**WHAT IS EXPECTED:** I would like each line of the data that holds the word "ArgSpec" copied out.
-- ENTRIES SHOWN follows --
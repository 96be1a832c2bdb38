//
// validate.rs
// Dicom-Scans-rs
//
// Explicit per-function validation specs: named parameters carry ordered constraint lists that are checked before the wrapped function runs.
//
// Thales Matheus Mendonça Santos - October 2026

use std::collections::BTreeMap;
use std::fmt::Debug;

use ndarray::{ArrayBase, Data, Dimension};

use crate::error::{ValidationError, Violation};

/// A single post-check applied to an argument of type `T`.
pub trait Constraint<T: ?Sized>: Send + Sync {
    /// Short label reported alongside a failure, e.g. `ndim(3)`.
    fn describe(&self) -> String;

    fn check(&self, value: &T) -> Result<(), String>;
}

/// Named parameter with its constraints, evaluated in declaration order.
pub struct Param<T: ?Sized> {
    name: &'static str,
    constraints: Vec<Box<dyn Constraint<T>>>,
}

impl<T: ?Sized> Param<T> {
    pub fn new(name: &'static str) -> Self {
        Self {
            name,
            constraints: Vec::new(),
        }
    }

    pub fn check(mut self, constraint: impl Constraint<T> + 'static) -> Self {
        self.constraints.push(Box::new(constraint));
        self
    }

    pub fn name(&self) -> &'static str {
        self.name
    }

    /// First violated constraint, if any.
    pub fn evaluate(&self, value: &T) -> Option<Violation> {
        self.constraints.iter().find_map(|constraint| {
            constraint.check(value).err().map(|message| Violation {
                parameter: self.name.to_string(),
                constraint: constraint.describe(),
                message,
            })
        })
    }
}

/// Spec covering a whole argument tuple.
pub trait ArgSpec<Args> {
    /// One violation per failing parameter; every parameter is visited.
    fn violations(&self, args: &Args) -> Vec<Violation>;
}

/// Something that can be called with an argument tuple.
pub trait Invoke<Args> {
    type Output;

    fn invoke(&self, args: Args) -> Self::Output;
}

/// A function gated behind its validation spec.
pub struct Validated<F, S> {
    func: F,
    spec: S,
}

impl<F, S> Validated<F, S> {
    pub fn new(func: F, spec: S) -> Self {
        Self { func, spec }
    }

    pub fn spec(&self) -> &S {
        &self.spec
    }

    pub fn validate<Args>(&self, args: &Args) -> Result<(), ValidationError>
    where
        S: ArgSpec<Args>,
    {
        let violations = self.spec.violations(args);
        if violations.is_empty() {
            Ok(())
        } else {
            Err(ValidationError::new(violations))
        }
    }
}

macro_rules! impl_arity {
    ($($ty:ident $val:ident $idx:tt),+) => {
        impl<$($ty),+> ArgSpec<($($ty,)+)> for ($(Param<$ty>,)+) {
            fn violations(&self, args: &($($ty,)+)) -> Vec<Violation> {
                let mut found = Vec::new();
                $(
                    if let Some(violation) = self.$idx.evaluate(&args.$idx) {
                        found.push(violation);
                    }
                )+
                found
            }
        }

        impl<Func, Ret, $($ty),+> Invoke<($($ty,)+)> for Validated<Func, ($(Param<$ty>,)+)>
        where
            Func: Fn($($ty),+) -> Ret,
        {
            type Output = Result<Ret, ValidationError>;

            fn invoke(&self, args: ($($ty,)+)) -> Self::Output {
                self.validate(&args)?;
                let ($($val,)+) = args;
                Ok((self.func)($($val),+))
            }
        }
    };
}

impl_arity!(A a 0);
impl_arity!(A a 0, B b 1);
impl_arity!(A a 0, B b 1, C c 2);
impl_arity!(A a 0, B b 1, C c 2, D d 3);

/// Types exposing an n-dimensional shape.
pub trait Shaped {
    fn dims(&self) -> Vec<usize>;
}

impl<S: Data, D: Dimension> Shaped for ArrayBase<S, D> {
    fn dims(&self) -> Vec<usize> {
        self.shape().to_vec()
    }
}

impl<T: Shaped + ?Sized> Shaped for &T {
    fn dims(&self) -> Vec<usize> {
        (**self).dims()
    }
}

/// Types with a length.
pub trait HasLen {
    fn length(&self) -> usize;
}

impl HasLen for str {
    fn length(&self) -> usize {
        self.len()
    }
}

impl HasLen for String {
    fn length(&self) -> usize {
        self.len()
    }
}

impl<T> HasLen for [T] {
    fn length(&self) -> usize {
        self.len()
    }
}

impl<T> HasLen for Vec<T> {
    fn length(&self) -> usize {
        self.len()
    }
}

impl<K, V> HasLen for BTreeMap<K, V> {
    fn length(&self) -> usize {
        self.len()
    }
}

impl<T: HasLen + ?Sized> HasLen for &T {
    fn length(&self) -> usize {
        (**self).length()
    }
}

/// Types whose elements can be inspected as a flat sequence of numbers.
pub trait Numbers {
    fn numbers(&self) -> Vec<f64>;
}

impl<const N: usize> Numbers for [f64; N] {
    fn numbers(&self) -> Vec<f64> {
        self.to_vec()
    }
}

impl Numbers for [f64] {
    fn numbers(&self) -> Vec<f64> {
        self.to_vec()
    }
}

impl Numbers for Vec<f64> {
    fn numbers(&self) -> Vec<f64> {
        self.clone()
    }
}

impl<S, D> Numbers for ArrayBase<S, D>
where
    S: Data<Elem = f32>,
    D: Dimension,
{
    fn numbers(&self) -> Vec<f64> {
        self.iter().map(|v| f64::from(*v)).collect()
    }
}

impl<T: Numbers + ?Sized> Numbers for &T {
    fn numbers(&self) -> Vec<f64> {
        (**self).numbers()
    }
}

pub struct Ndim(Vec<usize>);

/// Array must have exactly `n` dimensions.
pub fn ndim(n: usize) -> Ndim {
    Ndim(vec![n])
}

/// Array must have any of the listed dimensionalities.
pub fn ndim_in(allowed: &[usize]) -> Ndim {
    Ndim(allowed.to_vec())
}

impl<T: Shaped + ?Sized> Constraint<T> for Ndim {
    fn describe(&self) -> String {
        match self.0.as_slice() {
            [n] => format!("ndim({n})"),
            many => format!("ndim_in({many:?})"),
        }
    }

    fn check(&self, value: &T) -> Result<(), String> {
        let got = value.dims().len();
        if self.0.contains(&got) {
            Ok(())
        } else if self.0.len() == 1 {
            Err(format!("expected {} dimensions, got {}", self.0[0], got))
        } else {
            Err(format!("expected {:?} dimensions, got {}", self.0, got))
        }
    }
}

pub struct Shape(Vec<usize>);

/// Array must have exactly this shape.
pub fn shape(expected: &[usize]) -> Shape {
    Shape(expected.to_vec())
}

impl<T: Shaped + ?Sized> Constraint<T> for Shape {
    fn describe(&self) -> String {
        format!("shape({:?})", self.0)
    }

    fn check(&self, value: &T) -> Result<(), String> {
        let got = value.dims();
        if got == self.0 {
            Ok(())
        } else {
            Err(format!("expected shape {:?}, got {:?}", self.0, got))
        }
    }
}

pub struct Positive;

/// Scalar strictly greater than zero.
pub fn positive() -> Positive {
    Positive
}

impl<T> Constraint<T> for Positive
where
    T: PartialOrd + Default + Debug,
{
    fn describe(&self) -> String {
        "positive".to_string()
    }

    fn check(&self, value: &T) -> Result<(), String> {
        if *value > T::default() {
            Ok(())
        } else {
            Err(format!("expected a positive value, got {value:?}"))
        }
    }
}

pub struct AllPositive;

/// Every element strictly greater than zero.
pub fn all_positive() -> AllPositive {
    AllPositive
}

impl<T: Numbers + ?Sized> Constraint<T> for AllPositive {
    fn describe(&self) -> String {
        "all_positive".to_string()
    }

    fn check(&self, value: &T) -> Result<(), String> {
        match value.numbers().into_iter().find(|v| !(*v > 0.0)) {
            None => Ok(()),
            Some(bad) => Err(format!("expected all values positive, found {bad}")),
        }
    }
}

pub struct Finite;

/// No NaN or infinite elements.
pub fn finite() -> Finite {
    Finite
}

impl<T: Numbers + ?Sized> Constraint<T> for Finite {
    fn describe(&self) -> String {
        "finite".to_string()
    }

    fn check(&self, value: &T) -> Result<(), String> {
        match value.numbers().into_iter().find(|v| !v.is_finite()) {
            None => Ok(()),
            Some(bad) => Err(format!("expected finite values, found {bad}")),
        }
    }
}

pub struct OneOf<V>(Vec<V>);

/// Value must be a member of the given set.
pub fn one_of<V>(allowed: impl IntoIterator<Item = V>) -> OneOf<V> {
    OneOf(allowed.into_iter().collect())
}

impl<V> Constraint<V> for OneOf<V>
where
    V: PartialEq + Debug + Send + Sync,
{
    fn describe(&self) -> String {
        format!("one_of({:?})", self.0)
    }

    fn check(&self, value: &V) -> Result<(), String> {
        if self.0.contains(value) {
            Ok(())
        } else {
            Err(format!("{value:?} is not one of {:?}", self.0))
        }
    }
}

pub struct NonEmpty;

pub fn non_empty() -> NonEmpty {
    NonEmpty
}

impl<T: HasLen + ?Sized> Constraint<T> for NonEmpty {
    fn describe(&self) -> String {
        "non_empty".to_string()
    }

    fn check(&self, value: &T) -> Result<(), String> {
        if value.length() > 0 {
            Ok(())
        } else {
            Err("expected a non-empty value".to_string())
        }
    }
}

pub struct SameKeys;

/// Every map in the list must have the same key set.
pub fn same_keys() -> SameKeys {
    SameKeys
}

impl<K, V> Constraint<[BTreeMap<K, V>]> for SameKeys
where
    K: Ord + Debug,
{
    fn describe(&self) -> String {
        "same_keys".to_string()
    }

    fn check(&self, value: &[BTreeMap<K, V>]) -> Result<(), String> {
        let Some(first) = value.first() else {
            return Ok(());
        };
        match value.iter().position(|m| !m.keys().eq(first.keys())) {
            None => Ok(()),
            Some(idx) => Err(format!(
                "map {idx} has keys {:?}, expected {:?}",
                value[idx].keys().collect::<Vec<_>>(),
                first.keys().collect::<Vec<_>>()
            )),
        }
    }
}

impl<K, V> Constraint<Vec<BTreeMap<K, V>>> for SameKeys
where
    K: Ord + Debug,
{
    fn describe(&self) -> String {
        "same_keys".to_string()
    }

    fn check(&self, value: &Vec<BTreeMap<K, V>>) -> Result<(), String> {
        <Self as Constraint<[BTreeMap<K, V>]>>::check(self, value.as_slice())
    }
}

impl<'a, K, V> Constraint<&'a [BTreeMap<K, V>]> for SameKeys
where
    K: Ord + Debug,
{
    fn describe(&self) -> String {
        "same_keys".to_string()
    }

    fn check(&self, value: &&'a [BTreeMap<K, V>]) -> Result<(), String> {
        <Self as Constraint<[BTreeMap<K, V>]>>::check(self, value)
    }
}

pub struct Predicate<F> {
    description: &'static str,
    test: F,
}

/// Ad hoc check; `description` doubles as the failure message.
pub fn predicate<T: ?Sized, F>(description: &'static str, test: F) -> Predicate<F>
where
    F: Fn(&T) -> bool + Send + Sync,
{
    Predicate { description, test }
}

impl<T: ?Sized, F> Constraint<T> for Predicate<F>
where
    F: Fn(&T) -> bool + Send + Sync,
{
    fn describe(&self) -> String {
        self.description.to_string()
    }

    fn check(&self, value: &T) -> Result<(), String> {
        if (self.test)(value) {
            Ok(())
        } else {
            Err(format!("expected {}", self.description))
        }
    }
}
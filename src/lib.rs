//! Single-digit infix calculator built on bounded stacks.
//!
//! The crate converts an infix expression over the digits `0`-`9` and the symbols
//! `+ - * / ( )` to postfix (reverse Polish) notation with a simplified shunting-yard
//! pass, then evaluates the postfix sequence with an operand stack. Both passes run
//! on a fixed-capacity [`stack::BoundedStack`].
//!
//! Every pass runs in one of two [`Mode`]s. [`Mode::Permissive`] keeps the classic
//! behavior of silently dropping elements pushed onto a full stack and reading `0`
//! from an empty one. [`Mode::Strict`] turns each of those conditions into an
//! [`ExprError`].
//!
//! The [`Interpreter`] wraps the calculator in a small line-oriented session with
//! `calc`, `postfix`, `eval`, `mode` and `exit` commands.

mod builtin;
pub mod calculator;
pub mod command;
pub mod converter;
pub mod error;
pub mod evaluator;
mod interpreter;
pub mod mode;
pub mod precedence;
pub mod session;
pub mod stack;
pub mod token;

pub use calculator::{Calculation, Calculator};
pub use converter::{convert_to_postfix, try_convert_to_postfix};
pub use error::{ExprError, StackError};
pub use evaluator::{evaluate, try_evaluate};
pub use mode::Mode;

/// Just a convenient re-export of the interactive session runner.
///
/// See [`Interpreter`] for the high-level API and examples.
pub use interpreter::Interpreter;
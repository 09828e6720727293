use crate::converter::convert_with_mode;
use crate::error::ExprError;
use crate::evaluator::evaluate_with_mode;
use crate::mode::Mode;
use std::fmt;
use tracing::debug;

/// Outcome of one convert-then-evaluate run.
#[derive(Debug, Clone, PartialEq, Eq)]
pub struct Calculation {
    pub input: String,
    pub postfix: String,
    pub value: i64,
}

impl fmt::Display for Calculation {
    fn fmt(&self, f: &mut fmt::Formatter<'_>) -> fmt::Result {
        write!(f, "{} -- {} -- {}", self.input, self.postfix, self.value)
    }
}

/// Runs the infix to postfix converter followed by the postfix evaluator.
///
/// Example
/// ```
/// use postfix_calc::{Calculator, Mode};
///
/// let calc = Calculator::new(Mode::Strict);
/// let result = calc.calculate("5*(3+2)").unwrap();
/// assert_eq!(result.postfix, "532+*");
/// assert_eq!(result.value, 25);
/// assert_eq!(result.to_string(), "5*(3+2) -- 532+* -- 25");
/// ```
#[derive(Debug, Clone, Copy, Default)]
pub struct Calculator {
    mode: Mode,
}

impl Calculator {
    pub fn new(mode: Mode) -> Self {
        Self { mode }
    }

    pub fn mode(&self) -> Mode {
        self.mode
    }

    pub fn to_postfix(&self, expression: &str) -> Result<String, ExprError> {
        convert_with_mode(expression, self.mode)
    }

    pub fn evaluate(&self, postfix: &str) -> Result<i64, ExprError> {
        evaluate_with_mode(postfix, self.mode)
    }

    pub fn calculate(&self, expression: &str) -> Result<Calculation, ExprError> {
        let postfix = self.to_postfix(expression)?;
        let value = self.evaluate(&postfix)?;
        debug!(expression, %postfix, value, mode = %self.mode, "calculated");
        Ok(Calculation {
            input: expression.to_string(),
            postfix,
            value,
        })
    }
}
-- ENTRIES SHOWN concluded --
**TASK RESULT:**
pub trait ArgSpec<Args> {
        S: ArgSpec<Args>,
        impl<$($ty),+> ArgSpec<($($ty,)+)> for ($(Param<$ty>,)+) {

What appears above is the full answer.